START Records to process

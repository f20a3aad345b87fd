//! Cross-batch identity linking.
//!
//! New canonical entities are compared against prior canonical entities that
//! share a blocking key. A match at or above the link threshold produces a
//! same-as link; links are appended to a log and never rewritten. Readers
//! follow active links until they reach an entity with no outgoing link.

use std::collections::{HashMap, HashSet};

use crate::error::{MagpieError, MagpieResult};
use crate::similarity::SimilarityEngine;
use crate::traits::GraphStore;
use crate::types::{Entity, EntityStatus, SameAsLink};

/// Read access to active same-as links.
pub trait LinkLookup {
    /// The active link leaving `from_entity_id`, if any.
    fn active_link(&self, from_entity_id: &str) -> Option<&SameAsLink>;
}

/// Append-only same-as link log.
///
/// For each source entity the active link is the one with the highest
/// confidence. A later link replaces it only with strictly higher confidence
/// and a different target; every link stays in the log.
#[derive(Debug, Clone, Default)]
pub struct SameAsLinkLog {
    links: Vec<SameAsLink>,
    active: HashMap<String, usize>,
}

impl SameAsLinkLog {
    /// Create an empty log.
    pub fn new() -> Self {
        Self::default()
    }

    /// Append a link. Returns true if it became the active link for its source.
    pub fn append(&mut self, link: SameAsLink) -> bool {
        let idx = self.links.len();
        let becomes_active = match self.active.get(&link.from_entity_id) {
            None => true,
            Some(&current) => {
                let current = &self.links[current];
                link.confidence > current.confidence
                    && link.to_canonical_entity_id != current.to_canonical_entity_id
            }
        };
        if becomes_active {
            self.active.insert(link.from_entity_id.clone(), idx);
        }
        self.links.push(link);
        becomes_active
    }

    /// Every link ever appended for a source, oldest first.
    pub fn history(&self, from_entity_id: &str) -> Vec<&SameAsLink> {
        self.links
            .iter()
            .filter(|l| l.from_entity_id == from_entity_id)
            .collect()
    }

    /// Sources whose active link points at `canonical_id`.
    pub fn sources_of(&self, canonical_id: &str) -> Vec<&str> {
        let mut sources: Vec<&str> = self
            .active
            .values()
            .map(|&idx| &self.links[idx])
            .filter(|l| l.to_canonical_entity_id == canonical_id)
            .map(|l| l.from_entity_id.as_str())
            .collect();
        sources.sort_unstable();
        sources
    }

    /// All links in append order.
    pub fn iter(&self) -> impl Iterator<Item = &SameAsLink> {
        self.links.iter()
    }

    /// Number of links in the log.
    pub fn len(&self) -> usize {
        self.links.len()
    }

    /// Whether the log is empty.
    pub fn is_empty(&self) -> bool {
        self.links.is_empty()
    }
}

impl LinkLookup for SameAsLinkLog {
    fn active_link(&self, from_entity_id: &str) -> Option<&SameAsLink> {
        self.active
            .get(from_entity_id)
            .map(|&idx| &self.links[idx])
    }
}

/// Follow active links from `entity_id` to the entity currently canonical for it.
///
/// Fails with `LinkCycleGuardTripped` if an entity is revisited or more than
/// `max_hops` links are followed.
pub fn resolve_canonical<L: LinkLookup + ?Sized>(
    links: &L,
    entity_id: &str,
    max_hops: usize,
) -> MagpieResult<String> {
    let mut current = entity_id.to_string();
    let mut visited = HashSet::from([current.clone()]);
    let mut path = vec![current.clone()];

    while let Some(link) = links.active_link(&current) {
        let next = link.to_canonical_entity_id.clone();
        path.push(next.clone());
        let hops = path.len() - 1;
        if hops > max_hops || !visited.insert(next.clone()) {
            tracing::error!(start = %entity_id, hops, ?path, "same-as link guard tripped");
            return Err(MagpieError::LinkCycleGuardTripped {
                start_entity_id: entity_id.to_string(),
                hops,
                path,
            });
        }
        current = next;
    }
    Ok(current)
}

/// Like [`resolve_canonical`], reading through a [`GraphStore`].
///
/// Retired cluster members hop to their cluster's canonical entity before
/// same-as links are followed.
pub async fn resolve_canonical_in_store<S: GraphStore + ?Sized>(
    store: &S,
    entity_id: &str,
    max_hops: usize,
) -> MagpieResult<String> {
    let mut current = entity_id.to_string();
    let mut visited = HashSet::from([current.clone()]);
    let mut path = vec![current.clone()];

    loop {
        let next = match store.get_entity(&current).await? {
            Some(Entity {
                status: EntityStatus::Retired { canonical_id },
                ..
            }) => Some(canonical_id),
            _ => store
                .active_same_as_link(&current)
                .await?
                .map(|link| link.to_canonical_entity_id),
        };
        let Some(next) = next else {
            return Ok(current);
        };

        path.push(next.clone());
        let hops = path.len() - 1;
        if hops > max_hops || !visited.insert(next.clone()) {
            tracing::error!(start = %entity_id, hops, ?path, "same-as link guard tripped");
            return Err(MagpieError::LinkCycleGuardTripped {
                start_entity_id: entity_id.to_string(),
                hops,
                path,
            });
        }
        current = next;
    }
}

/// Decides whether a new canonical entity is the same as a prior one.
#[derive(Debug, Clone)]
pub struct SameAsLinker {
    similarity: SimilarityEngine,
    threshold: f32,
}

impl SameAsLinker {
    /// Create a linker.
    pub fn new(similarity: SimilarityEngine, threshold: f32) -> Self {
        Self {
            similarity,
            threshold,
        }
    }

    /// Best-matching prior canonical for `entity`, as a link, if it clears the threshold.
    ///
    /// Ties on score go to the lowest candidate id. Candidates with the same
    /// id as `entity` are ignored.
    pub fn decide(&self, entity: &Entity, candidates: &[Entity]) -> Option<SameAsLink> {
        let mut best: Option<(&Entity, f32)> = None;
        for candidate in candidates.iter().filter(|c| c.id != entity.id) {
            let score = self.similarity.score_or_zero(entity, candidate);
            best = match best {
                Some((current, best_score))
                    if best_score > score
                        || (best_score == score && current.id <= candidate.id) =>
                {
                    Some((current, best_score))
                }
                _ => Some((candidate, score)),
            };
        }

        match best {
            Some((target, score)) if score >= self.threshold => {
                tracing::debug!(
                    from = %entity.id,
                    to = %target.id,
                    score,
                    "linking to prior canonical"
                );
                Some(SameAsLink::new(&entity.id, &target.id, score))
            }
            Some((target, score)) => {
                tracing::trace!(from = %entity.id, nearest = %target.id, score, "no link");
                None
            }
            None => None,
        }
    }
}
//! Configuration system for magpie.

use serde::{Deserialize, Serialize};
use std::path::PathBuf;
use std::str::FromStr;

use crate::error::{MagpieError, MagpieResult};
use crate::ratelimit::RateLimitConfig;
use crate::resolution::ResolutionConfig;
use crate::retrieval::RetrievalConfig;
use crate::similarity::SimilarityConfig;

/// Embedded graph store configuration.
#[derive(Debug, Clone, Serialize, Deserialize)]
#[serde(default)]
pub struct StoreConfig {
    /// Path to the SQLite database.
    pub path: PathBuf,
}

impl Default for StoreConfig {
    fn default() -> Self {
        let magpie_dir = dirs::home_dir()
            .map(|h| h.join(".magpie"))
            .unwrap_or_else(|| PathBuf::from(".magpie"));

        Self {
            path: magpie_dir.join("graph.db"),
        }
    }
}

/// Top-level engine configuration.
#[derive(Debug, Clone, Default, Serialize, Deserialize)]
#[serde(default)]
pub struct EngineConfig {
    /// Similarity weights.
    pub similarity: SimilarityConfig,
    /// Entity resolution thresholds and retry policy.
    pub resolution: ResolutionConfig,
    /// Query-time settings.
    pub retrieval: RetrievalConfig,
    /// Embedding request limits.
    pub rate_limit: RateLimitConfig,
    /// Graph store location.
    pub store: StoreConfig,
}

impl EngineConfig {
    /// Load configuration from a file (TOML, JSON, or YAML) and validate it.
    pub fn from_file(path: impl AsRef<std::path::Path>) -> MagpieResult<Self> {
        let content = std::fs::read_to_string(path.as_ref())?;
        let ext = path.as_ref().extension().and_then(|e| e.to_str());

        let config: Self = match ext {
            Some("toml") => {
                toml::from_str(&content).map_err(|e| MagpieError::Configuration(e.to_string()))?
            }
            Some("json") => serde_json::from_str(&content)
                .map_err(|e| MagpieError::Configuration(e.to_string()))?,
            Some("yaml" | "yml") => serde_yaml::from_str(&content)
                .map_err(|e| MagpieError::Configuration(e.to_string()))?,
            _ => {
                return Err(MagpieError::Configuration(
                    "Unsupported config file format. Use .toml, .json, or .yaml".to_string(),
                ))
            }
        };
        config.validate()?;
        Ok(config)
    }

    /// Load configuration from `MAGPIE_*` environment variables over the defaults.
    pub fn from_env() -> Self {
        Self::default().with_overrides(|key| std::env::var(key).ok())
    }

    /// Apply `MAGPIE_*` overrides read through `lookup`.
    ///
    /// Values that fail to parse are logged and ignored.
    pub fn with_overrides(mut self, lookup: impl Fn(&str) -> Option<String>) -> Self {
        if let Some(v) = parse_var(&lookup, "MAGPIE_CLUSTER_THRESHOLD") {
            self.resolution.cluster_threshold = v;
        }
        if let Some(v) = parse_var(&lookup, "MAGPIE_LINK_THRESHOLD") {
            self.resolution.link_threshold = v;
        }
        if let Some(v) = parse_var::<f32>(&lookup, "MAGPIE_GROUNDING_THRESHOLD") {
            self.resolution.grounding_threshold = v;
            self.retrieval.grounding_threshold = v;
        }
        if let Some(v) = parse_var(&lookup, "MAGPIE_RRF_K") {
            self.retrieval.rrf_k = v;
        }
        if let Some(v) = parse_var(&lookup, "MAGPIE_MAX_HOPS") {
            self.retrieval.max_hops = v;
        }
        if let Some(v) = parse_var(&lookup, "MAGPIE_EMBED_RPM") {
            self.rate_limit.requests_per_minute = v;
        }
        if let Some(v) = parse_var(&lookup, "MAGPIE_EMBED_CONCURRENCY") {
            self.rate_limit.max_concurrency = v;
        }

        // Store path
        if let Some(path) = lookup("MAGPIE_STORE_PATH") {
            self.store.path = PathBuf::from(path);
        }

        self
    }

    /// Validate every section.
    pub fn validate(&self) -> MagpieResult<()> {
        let sections: [(&str, Result<(), &'static str>); 4] = [
            ("similarity", self.similarity.validate()),
            ("resolution", self.resolution.validate()),
            ("retrieval", self.retrieval.validate()),
            ("rate_limit", self.rate_limit.validate()),
        ];
        for (section, result) in sections {
            result.map_err(|e| MagpieError::Configuration(format!("{}: {}", section, e)))?;
        }
        Ok(())
    }

    /// Build configuration using builder pattern.
    pub fn builder() -> EngineConfigBuilder {
        EngineConfigBuilder::default()
    }
}

fn parse_var<T: FromStr>(lookup: &impl Fn(&str) -> Option<String>, key: &str) -> Option<T> {
    let raw = lookup(key)?;
    match raw.trim().parse() {
        Ok(value) => Some(value),
        Err(_) => {
            tracing::warn!(key, value = %raw, "ignoring unparseable environment override");
            None
        }
    }
}

/// Builder for EngineConfig.
#[derive(Default)]
pub struct EngineConfigBuilder {
    config: EngineConfig,
}

impl EngineConfigBuilder {
    /// Set similarity configuration.
    pub fn similarity(mut self, config: SimilarityConfig) -> Self {
        self.config.similarity = config;
        self
    }

    /// Set resolution configuration.
    pub fn resolution(mut self, config: ResolutionConfig) -> Self {
        self.config.resolution = config;
        self
    }

    /// Set retrieval configuration.
    pub fn retrieval(mut self, config: RetrievalConfig) -> Self {
        self.config.retrieval = config;
        self
    }

    /// Set rate limit configuration.
    pub fn rate_limit(mut self, config: RateLimitConfig) -> Self {
        self.config.rate_limit = config;
        self
    }

    /// Set the store path.
    pub fn store_path(mut self, path: impl Into<PathBuf>) -> Self {
        self.config.store.path = path.into();
        self
    }

    /// Build and validate the configuration.
    pub fn build(self) -> MagpieResult<EngineConfig> {
        self.config.validate()?;
        Ok(self.config)
    }
}

#[cfg(test)]
mod tests {
    use super::*;
    use std::collections::HashMap;
    use std::io::Write;

    fn write_config(suffix: &str, content: &str) -> tempfile::NamedTempFile {
        let mut file = tempfile::Builder::new().suffix(suffix).tempfile().unwrap();
        file.write_all(content.as_bytes()).unwrap();
        file
    }

    #[test]
    fn test_defaults_validate() {
        let config = EngineConfig::default();
        assert!(config.validate().is_ok());
        assert!(config.store.path.ends_with(".magpie/graph.db"));
    }

    #[test]
    fn test_from_toml_keeps_defaults_for_missing_keys() {
        let file = write_config(
            ".toml",
            r#"
[resolution]
cluster_threshold = 0.8

[retrieval]
max_hops = 3
"#,
        );
        let config = EngineConfig::from_file(file.path()).unwrap();
        assert_eq!(config.resolution.cluster_threshold, 0.8);
        assert_eq!(config.resolution.link_threshold, 0.9);
        assert_eq!(config.retrieval.max_hops, 3);
        assert_eq!(config.retrieval.rrf_k, 60.0);
    }

    #[test]
    fn test_from_json_and_yaml() {
        let json = write_config(".json", r#"{"rate_limit": {"requests_per_minute": 120}}"#);
        let config = EngineConfig::from_file(json.path()).unwrap();
        assert_eq!(config.rate_limit.requests_per_minute, 120);

        let yaml = write_config(".yaml", "store:\n  path: /tmp/magpie.db\n");
        let config = EngineConfig::from_file(yaml.path()).unwrap();
        assert_eq!(config.store.path, PathBuf::from("/tmp/magpie.db"));
    }

    #[test]
    fn test_from_file_rejects_invalid_values() {
        let file = write_config(".toml", "[retrieval]\nrrf_k = 0.0\n");
        let err = EngineConfig::from_file(file.path()).unwrap_err();
        assert!(matches!(err, MagpieError::Configuration(ref msg) if msg.starts_with("retrieval")));
    }

    #[test]
    fn test_unsupported_extension() {
        let file = write_config(".ini", "x = 1");
        assert!(matches!(
            EngineConfig::from_file(file.path()),
            Err(MagpieError::Configuration(_))
        ));
    }

    #[test]
    fn test_env_overrides() {
        let vars = HashMap::from([
            ("MAGPIE_CLUSTER_THRESHOLD", "0.8"),
            ("MAGPIE_GROUNDING_THRESHOLD", "0.7"),
            ("MAGPIE_EMBED_RPM", "not-a-number"),
            ("MAGPIE_STORE_PATH", "/var/lib/magpie.db"),
        ]);
        let config = EngineConfig::default().with_overrides(|key| vars.get(key).map(|v| v.to_string()));

        assert_eq!(config.resolution.cluster_threshold, 0.8);
        assert_eq!(config.resolution.grounding_threshold, 0.7);
        assert_eq!(config.retrieval.grounding_threshold, 0.7);
        assert_eq!(config.rate_limit.requests_per_minute, 60);
        assert_eq!(config.store.path, PathBuf::from("/var/lib/magpie.db"));
    }

    #[test]
    fn test_builder_validates() {
        let bad = EngineConfig::builder()
            .rate_limit(RateLimitConfig {
                max_concurrency: 0,
                ..Default::default()
            })
            .build();
        assert!(bad.is_err());

        let good = EngineConfig::builder().store_path("/tmp/g.db").build().unwrap();
        assert_eq!(good.store.path, PathBuf::from("/tmp/g.db"));
    }
}
//! Configuration for the resolution pipeline.

use serde::{Deserialize, Serialize};

/// Thresholds and limits for clustering, linking and filtering.
///
/// All thresholds are inclusive: a score equal to the threshold passes.
#[derive(Debug, Clone, Serialize, Deserialize)]
#[serde(default)]
pub struct ResolutionConfig {
    /// Minimum pairwise similarity to merge two batch entities.
    /// Default: 0.85
    pub cluster_threshold: f32,

    /// Minimum similarity to link a batch canonical to an existing canonical.
    /// Default: 0.90
    pub link_threshold: f32,

    /// Minimum grounding confidence for a relation to be kept.
    /// Default: 0.8
    pub grounding_threshold: f32,

    /// Entities below this confidence are dropped before commit.
    /// Default: 0.3
    pub min_entity_confidence: f32,

    /// Evidence spans below this confidence are detached from their relation.
    /// Default: 0.5
    pub min_evidence_confidence: f32,

    /// Characters of normalized name used for blocking keys. Default: 3
    pub blocking_prefix_len: usize,

    /// Batches up to this size are compared pairwise in full; larger ones
    /// only compare entities sharing a blocking key. Default: 2000
    pub exhaustive_pair_limit: usize,

    /// Hop guard when following same-as links. Default: 16
    pub max_link_hops: usize,

    /// Attempts per batch, including the first. Default: 3
    pub max_attempts: usize,

    /// Backoff before the first retry. Default: 100ms
    pub retry_initial_delay_ms: u64,

    /// Backoff ceiling. Default: 5000ms
    pub retry_max_delay_ms: u64,

    /// Embed entities that arrive without an embedding, when an embedder is
    /// configured. Default: true
    pub backfill_embeddings: bool,
}

impl Default for ResolutionConfig {
    fn default() -> Self {
        Self {
            cluster_threshold: 0.85,
            link_threshold: 0.90,
            grounding_threshold: 0.8,
            min_entity_confidence: 0.3,
            min_evidence_confidence: 0.5,
            blocking_prefix_len: 3,
            exhaustive_pair_limit: 2000,
            max_link_hops: 16,
            max_attempts: 3,
            retry_initial_delay_ms: 100,
            retry_max_delay_ms: 5000,
            backfill_embeddings: true,
        }
    }
}

impl ResolutionConfig {
    /// Validate configuration values are in valid ranges.
    pub fn validate(&self) -> Result<(), &'static str> {
        for value in [
            self.cluster_threshold,
            self.link_threshold,
            self.grounding_threshold,
            self.min_entity_confidence,
            self.min_evidence_confidence,
        ] {
            if !(0.0..=1.0).contains(&value) {
                return Err("thresholds must be between 0.0 and 1.0");
            }
        }
        if self.blocking_prefix_len == 0 {
            return Err("blocking_prefix_len must be at least 1");
        }
        if self.max_link_hops == 0 {
            return Err("max_link_hops must be at least 1");
        }
        if self.max_attempts == 0 {
            return Err("max_attempts must be at least 1");
        }
        if self.retry_initial_delay_ms > self.retry_max_delay_ms {
            return Err("retry_initial_delay_ms must not exceed retry_max_delay_ms");
        }
        Ok(())
    }
}
/// Embed named entities that lack an embedding. Failures leave the entity as is.
async fn backfill_embeddings(embedder: &dyn Embedder, entities: &mut [Entity]) -> (usize, usize) {
    let pending: Vec<(usize, String)> = entities
        .iter()
        .enumerate()
        .filter(|(_, e)| e.embedding.is_none())
        .filter_map(|(i, e)| e.name().map(|n| (i, n.to_string())))
        .collect();
    if pending.is_empty() {
        return (0, 0);
    }

    let results = join_all(pending.iter().map(|(_, name)| embedder.embed(name))).await;

    let mut filled = 0;
    let mut failed = 0;
    for ((idx, _), result) in pending.iter().zip(results) {
        let entity = &mut entities[*idx];
        match result {
            Ok(vector) => {
                let embedding = Embedding::new(entity.id.clone(), vector, embedder.model_name());
                if embedding.validate().is_ok() {
                    entity.embedding = Some(embedding);
                    filled += 1;
                } else {
                    failed += 1;
                }
            }
            Err(err) => {
                tracing::warn!(entity = %entity.id, error = %err, "embedding back-fill failed");
                failed += 1;
            }
        }
    }
    (filled, failed)
}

END Records to process

What you have to do =>
Starting at the first line of the records above, please copy every line exactly through the line containing "no outgoing link.", and stop there.

Reply =>
repository f20a3aad345b87fd
//! Cross-batch identity linking.
//!
//! New canonical entities are compared against prior canonical entities that
//! share a blocking key. A match at or above the link threshold produces a
//! same-as link; links are appended to a log and never rewritten. Readers
//! follow active links until they reach an entity with no outgoing link.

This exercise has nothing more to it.